Fontenay held his ground against Roquecor’s withering stare. He wouldn’t draw his steel on his own man, the only edge he could use were his words and they were failing him right now. As it was Roquecor got there first whilst Fontenay’s mind was still chasing a suitable riposte, “Some bleedin’ team we are, we’re taking orders from old man sentry. You’re leading, you go first.”
There was nothing more that Fontenay could say, so he turned and clambered up onto the firestep and crawled out of the trench without a word.

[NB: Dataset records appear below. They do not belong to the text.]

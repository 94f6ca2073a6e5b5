// Copyright 2024 ICX Tools Developers
// SPDX-License-Identifier: MIT
//! Read only query cli handlers

use async_trait::async_trait;
use clap::Args;
use icx_identity::Address;
use std::fmt::Debug;
use std::str::FromStr;

use crate::cli::commands::get_client;
use crate::cli::{CommandLineHandler, GlobalArguments};

pub(crate) struct Balance;

#[async_trait]
impl CommandLineHandler for Balance {
    type Arguments = BalanceArgs;

    async fn handle(global: &GlobalArguments, arguments: &Self::Arguments) -> anyhow::Result<()> {
        let address = Address::from_str(&arguments.address)?;
        let client = get_client(&arguments.uri, global)?;

        println!("balance: {}", client.get_balance(&address).await?);
        Ok(())
    }
}

#[derive(Debug, Args)]
#[command(about = "Print the balance of an address")]
pub(crate) struct BalanceArgs {
    #[arg(long, short, help = "The JSON-RPC endpoint of the node")]
    pub uri: Option<String>,
    #[arg(help = "The hx address to query")]
    pub address: String,
}

pub(crate) struct TotalSupply;

#[async_trait]
impl CommandLineHandler for TotalSupply {
    type Arguments = TotalSupplyArgs;

    async fn handle(global: &GlobalArguments, arguments: &Self::Arguments) -> anyhow::Result<()> {
        let client = get_client(&arguments.uri, global)?;
        println!("total supply: {}", client.get_total_supply().await?);
        Ok(())
    }
}

#[derive(Debug, Args)]
#[command(about = "Print the total supply")]
pub(crate) struct TotalSupplyArgs {
    #[arg(long, short, help = "The JSON-RPC endpoint of the node")]
    pub uri: Option<String>,
}

pub(crate) struct TxResult;

#[async_trait]
impl CommandLineHandler for TxResult {
    type Arguments = TxResultArgs;

    async fn handle(global: &GlobalArguments, arguments: &Self::Arguments) -> anyhow::Result<()> {
        let client = get_client(&arguments.uri, global)?;
        let result = client.get_transaction_result(&arguments.hash).await?;
        println!("{}", serde_json::to_string_pretty(&result)?);
        Ok(())
    }
}

#[derive(Debug, Args)]
#[command(about = "Print the result of a transaction")]
pub(crate) struct TxResultArgs {
    #[arg(long, short, help = "The JSON-RPC endpoint of the node")]
    pub uri: Option<String>,
    #[arg(help = "The transaction hash")]
    pub hash: String,
}

pub(crate) struct LastBlock;

#[async_trait]
impl CommandLineHandler for LastBlock {
    type Arguments = LastBlockArgs;

    async fn handle(global: &GlobalArguments, arguments: &Self::Arguments) -> anyhow::Result<()> {
        let client = get_client(&arguments.uri, global)?;
        let block = client.get_last_block().await?;
        println!("{}", serde_json::to_string_pretty(&block)?);
        Ok(())
    }
}

#[derive(Debug, Args)]
#[command(about = "Print the last block")]
pub(crate) struct LastBlockArgs {
    #[arg(long, short, help = "The JSON-RPC endpoint of the node")]
    pub uri: Option<String>,
}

Keeping his rifle aimed Varlaix edged cautiously along the trench and approached the first body. This was his first kill, for that matter it was the regiment’s first kill. It was the first time that he’d even seen a dead body up close and he wasn’t so sure that it was dead. Slumped against the wall of the trench it looked as if it had just sat down. He prodded it nervously with the toe of his boot, jumping back in surprise at the sigh of air escaping from limp lungs. Slumping forward onto its face the body belched as it fell. It was obvious that it was dead, no man would willingly sit bent forward in such a manner. Varlaix tried to suppress a foolish grin, how could he have thought that the man wasn’t dead, they’d lanced them good and proper with las-bolts. He stooped in to get a closer look, turning his nose at the sharp tang of stomach acids and the sweeter tones of rot and decay that hung heavy in the trench after the man’s bilious exhalations.
“Hey, look at this!”
Now that the body had fallen forwards Varlaix could see that the enemy trooper’s fatigues were ripped and torn across the back. The skin, visible through the ragged holes in the coarse cloth, was welted and sore. Where the skin had been broken the exposed flesh was turning septic, green stains spreading across the body, thin veins of infection running dark beneath the pallid yellowing skin. He kicked the body over onto its back as Fontenay and Roquecor scrambled out into no-man’s land to bring back the one that had tried to escape. 
“They look just like us?” Varlaix said to Baliergues
Baliergues waved his hand over the body, “What did you expect?” the feeble attempt to ward off the flies that were already settling was only partially successful.
“I don’t know. Something more?”
“More?” questioned Baliergues as he gave up fighting the gathering swarm of flies.
“When you hear Preacher Veysset ranting on about ruinous powers, you expect them to be more... well, more ruinous.”
The second body dropped into the trench as Fontenay and Roquecor pushed it over the parapet. Beneath a rusting steel helmet the man’s pallor was the same sickly yellow as his companions and his back bore a similar pattern of welts, scars and septic veining beneath the torn fatigues.
“These guys don’t look too good.” said Fontenay slithering down the revetment back onto the floor of the trench.
“They don’t smell too good either, not for bodies that have been dead for just a few minutes.” Varlaix could taste the soft flavour of rot on the back of his mouth from the gasses the bodies were expelling. He spat out a fly that had flown into his mouth. The insects were everywhere now, drawn by the dead met, the corpses already crawling with a swarm of the irritating insects. “You’d have thought they’d have sent some better troops out rather than these walking wounded?”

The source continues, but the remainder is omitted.